George Chapman was born near Hitchin about 1559, and, according to Wood, "spent some time in Oxon, where he was observed to be most excellent in the Latin and Greek tongues, but not in logic or philosophy." He is first heard of upon publication of his poem The Shadow of Night in 1594. He is first mentioned as a dramatist in Henslowe's record of the performance of his Blind Beggar of Alexandria by the Admiral's Men in February, 1596. In 1598 Meres placed him among the best for both comedy and tragedy. Not long after 1600 he seems to have been writing for the Children of the Chapel--called after 1604 the Children of the Queen's Revels--at Blackfriars Theater. His share in Eastward Ho, written for the children in collaboration with Jonson and Marston, caused his imprisonment for a short while because James I was offended by its satire on the Scots.
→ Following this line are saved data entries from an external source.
use super::domain::{PropertyCondition, PropertyType};
use serde::{Deserialize, Serialize};
use std::collections::BTreeMap;

/// Base price per square metre for regions missing from the matrix.
pub const FALLBACK_BASE_PRICE: f64 = 11.00;
/// Multiplier applied for conditions or property types missing from the matrix.
pub const NEUTRAL_MULTIPLIER: f64 = 1.00;
/// Premium added for features missing from the matrix.
pub const NO_PREMIUM: f64 = 0.00;
/// Annual rents per purchase price for regions missing from the sale factor table.
pub const FALLBACK_SALE_FACTOR: f64 = 25.0;

/// Keyed table of rates that can only be read through a total lookup.
#[derive(Debug, Clone, Default, PartialEq, Serialize, Deserialize)]
#[serde(transparent)]
pub struct RateTable(BTreeMap<String, f64>);

impl RateTable {
    pub fn new() -> Self {
        Self::default()
    }

    pub fn with(mut self, key: impl Into<String>, value: f64) -> Self {
        self.insert(key, value);
        self
    }

    pub fn insert(&mut self, key: impl Into<String>, value: f64) {
        self.0.insert(key.into(), value);
    }

    /// Returns the configured value for `key`, or `default` when the key is absent.
    pub fn lookup_or(&self, key: &str, default: f64) -> f64 {
        self.0.get(key).copied().unwrap_or(default)
    }

    pub fn contains(&self, key: &str) -> bool {
        self.0.contains_key(key)
    }

    pub fn iter(&self) -> impl Iterator<Item = (&str, f64)> {
        self.0.iter().map(|(key, value)| (key.as_str(), *value))
    }

    pub fn len(&self) -> usize {
        self.0.len()
    }

    pub fn is_empty(&self) -> bool {
        self.0.is_empty()
    }
}

impl<K: Into<String>> FromIterator<(K, f64)> for RateTable {
    fn from_iter<I: IntoIterator<Item = (K, f64)>>(iter: I) -> Self {
        Self(iter.into_iter().map(|(key, value)| (key.into(), value)).collect())
    }
}

/// Market-wide annual assumptions in percent.
#[derive(Debug, Clone, Copy, PartialEq, Serialize, Deserialize)]
#[serde(default, deny_unknown_fields)]
pub struct GlobalRates {
    pub interest_rate: f64,
    pub appreciation_rate: f64,
    /// Kept for the administrator's matrix; the projection uses a fixed growth rate.
    pub rent_increase_rate: f64,
}

impl Default for GlobalRates {
    fn default() -> Self {
        Self {
            interest_rate: 3.0,
            appreciation_rate: 2.0,
            rent_increase_rate: 2.0,
        }
    }
}

/// Operating-cost rates in percent, used when the owner does not override them.
#[derive(Debug, Clone, Copy, PartialEq, Serialize, Deserialize)]
#[serde(default, deny_unknown_fields)]
pub struct OperatingCostDefaults {
    pub maintenance_rate: f64,
    pub vacancy_rate: f64,
    pub broker_commission_rate: f64,
}

impl Default for OperatingCostDefaults {
    fn default() -> Self {
        Self {
            maintenance_rate: 1.5,
            vacancy_rate: 3.0,
            broker_commission_rate: 3.57,
        }
    }
}

/// Administrator-maintained pricing matrix. Treated as immutable during a calculation.
///
/// Unknown keys are rejected, so a rate placed outside `rates` fails to load
/// instead of silently keeping the default.
#[derive(Debug, Clone, PartialEq, Serialize, Deserialize)]
#[serde(deny_unknown_fields)]
pub struct PricingConfiguration {
    #[serde(default)]
    pub base_prices: RateTable,
    #[serde(default)]
    pub condition_multipliers: RateTable,
    #[serde(default)]
    pub type_multipliers: RateTable,
    #[serde(default)]
    pub feature_premiums: RateTable,
    #[serde(default)]
    pub sale_factors: RateTable,
    #[serde(default)]
    pub rates: GlobalRates,
    #[serde(default)]
    pub operating_costs: OperatingCostDefaults,
}

impl PricingConfiguration {
    /// Matrix with every table empty; every lookup resolves to its fallback.
    pub fn empty() -> Self {
        Self {
            base_prices: RateTable::new(),
            condition_multipliers: RateTable::new(),
            type_multipliers: RateTable::new(),
            feature_premiums: RateTable::new(),
            sale_factors: RateTable::new(),
            rates: GlobalRates::default(),
            operating_costs: OperatingCostDefaults::default(),
        }
    }

    /// Factory defaults shipped with the calculator.
    pub fn standard() -> Self {
        let base_prices = [
            ("0", 10.50),
            ("1", 18.50),
            ("2", 16.00),
            ("3", 11.50),
            ("4", 11.00),
            ("5", 11.50),
            ("6", 13.50),
            ("7", 13.00),
            ("8", 19.00),
            ("9", 10.00),
        ];
        let condition_multipliers = [
            (PropertyCondition::New, 1.25),
            (PropertyCondition::Renovated, 1.10),
            (PropertyCondition::Good, 1.00),
            (PropertyCondition::NeedsRenovation, 0.80),
        ];
        let type_multipliers = [
            (PropertyType::Apartment, 1.00),
            (PropertyType::House, 1.15),
            (PropertyType::Commercial, 0.85),
        ];
        let feature_premiums = [
            ("balcony", 0.50),
            ("terrace", 0.75),
            ("garden", 1.00),
            ("elevator", 0.30),
            ("parking", 0.40),
            ("garage", 0.60),
            ("cellar", 0.20),
            ("fitted_kitchen", 0.50),
            ("floor_heating", 0.40),
            ("guest_toilet", 0.25),
            ("barrier_free", 0.30),
        ];
        let sale_factors = [
            ("0", 21.0),
            ("1", 30.0),
            ("2", 28.0),
            ("3", 22.0),
            ("4", 23.0),
            ("5", 24.0),
            ("6", 27.0),
            ("7", 26.0),
            ("8", 35.0),
            ("9", 20.0),
        ];

        Self {
            base_prices: base_prices.into_iter().collect(),
            condition_multipliers: condition_multipliers
                .into_iter()
                .map(|(condition, value)| (condition.as_str(), value))
                .collect(),
            type_multipliers: type_multipliers
                .into_iter()
                .map(|(property_type, value)| (property_type.as_str(), value))
                .collect(),
            feature_premiums: feature_premiums.into_iter().collect(),
            sale_factors: sale_factors.into_iter().collect(),
            rates: GlobalRates::default(),
            operating_costs: OperatingCostDefaults::default(),
        }
    }

    pub fn base_price(&self, region_key: &str) -> f64 {
        self.base_prices.lookup_or(region_key, FALLBACK_BASE_PRICE)
    }

    pub fn condition_multiplier(&self, condition: PropertyCondition) -> f64 {
        self.condition_multipliers
            .lookup_or(condition.as_str(), NEUTRAL_MULTIPLIER)
    }

    pub fn type_multiplier(&self, property_type: PropertyType) -> f64 {
        self.type_multipliers
            .lookup_or(property_type.as_str(), NEUTRAL_MULTIPLIER)
    }

    pub fn feature_premium(&self, feature: &str) -> f64 {
        self.feature_premiums.lookup_or(feature, NO_PREMIUM)
    }

    pub fn sale_factor(&self, region_key: &str) -> f64 {
        self.sale_factors.lookup_or(region_key, FALLBACK_SALE_FACTOR)
    }

    /// Rejects matrices an administrator could not have meant: non-finite values,
    /// non-positive base prices or sale factors, negative multipliers, premiums or rates.
    pub fn validate(&self) -> Result<(), InvalidMatrixEntry> {
        check_table("base_prices", &self.base_prices, |value| value > 0.0)?;
        check_table("condition_multipliers", &self.condition_multipliers, |value| {
            value >= 0.0
        })?;
        check_table("type_multipliers", &self.type_multipliers, |value| value >= 0.0)?;
        check_table("feature_premiums", &self.feature_premiums, |value| value >= 0.0)?;
        check_table("sale_factors", &self.sale_factors, |value| value > 0.0)?;

        let scalars = [
            ("rates", "interest_rate", self.rates.interest_rate, true),
            ("rates", "appreciation_rate", self.rates.appreciation_rate, false),
            ("rates", "rent_increase_rate", self.rates.rent_increase_rate, false),
            (
                "operating_costs",
                "maintenance_rate",
                self.operating_costs.maintenance_rate,
                true,
            ),
            (
                "operating_costs",
                "vacancy_rate",
                self.operating_costs.vacancy_rate,
                true,
            ),
            (
                "operating_costs",
                "broker_commission_rate",
                self.operating_costs.broker_commission_rate,
                true,
            ),
        ];
        for (table, key, value, non_negative) in scalars {
            if !value.is_finite() || (non_negative && value < 0.0) {
                return Err(InvalidMatrixEntry {
                    table,
                    key: key.to_string(),
                    value,
                });
            }
        }

        Ok(())
    }
}

fn check_table(
    table: &'static str,
    entries: &RateTable,
    accept: impl Fn(f64) -> bool,
) -> Result<(), InvalidMatrixEntry> {
    match entries
        .iter()
        .find(|(_, value)| !value.is_finite() || !accept(*value))
    {
        Some((key, value)) => Err(InvalidMatrixEntry {
            table,
            key: key.to_string(),
            value,
        }),
        None => Ok(()),
    }
}

#[derive(Debug, Clone, PartialEq, thiserror::Error)]
#[error("pricing matrix entry {table}.{key} has unusable value {value}")]
pub struct InvalidMatrixEntry {
    pub table: &'static str,
    pub key: String,
    pub value: f64,
}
In Byron, also written for the boy actors, Chapman offended again by his representation of French royalty on the stage. His major activity as a dramatist probably ceased by 1613. In the meanwhile he had published in 1598 Seven Books of the Iliads and a continuation of Marlowe's Hero and Leander. Minor poetic works and parts of the famous Homeric translation were published at intervals, the complete edition of the two epics appearing in 1616 and a volume of other Homeric poems about 1624. From Prince Henry, his chief patron, whom he had served as sewer, he received promise of a large reward and a pension for his Homer, but after the death of the prince in 1612 the promise was not fulfilled. Chapman wrote a poem on his death and prepared a court masque the next year, but he did not continue in favor at court. His later life was one of poverty. He died in 1634, and was honored with a monument designed by his friend, the great architect Inigo Jones.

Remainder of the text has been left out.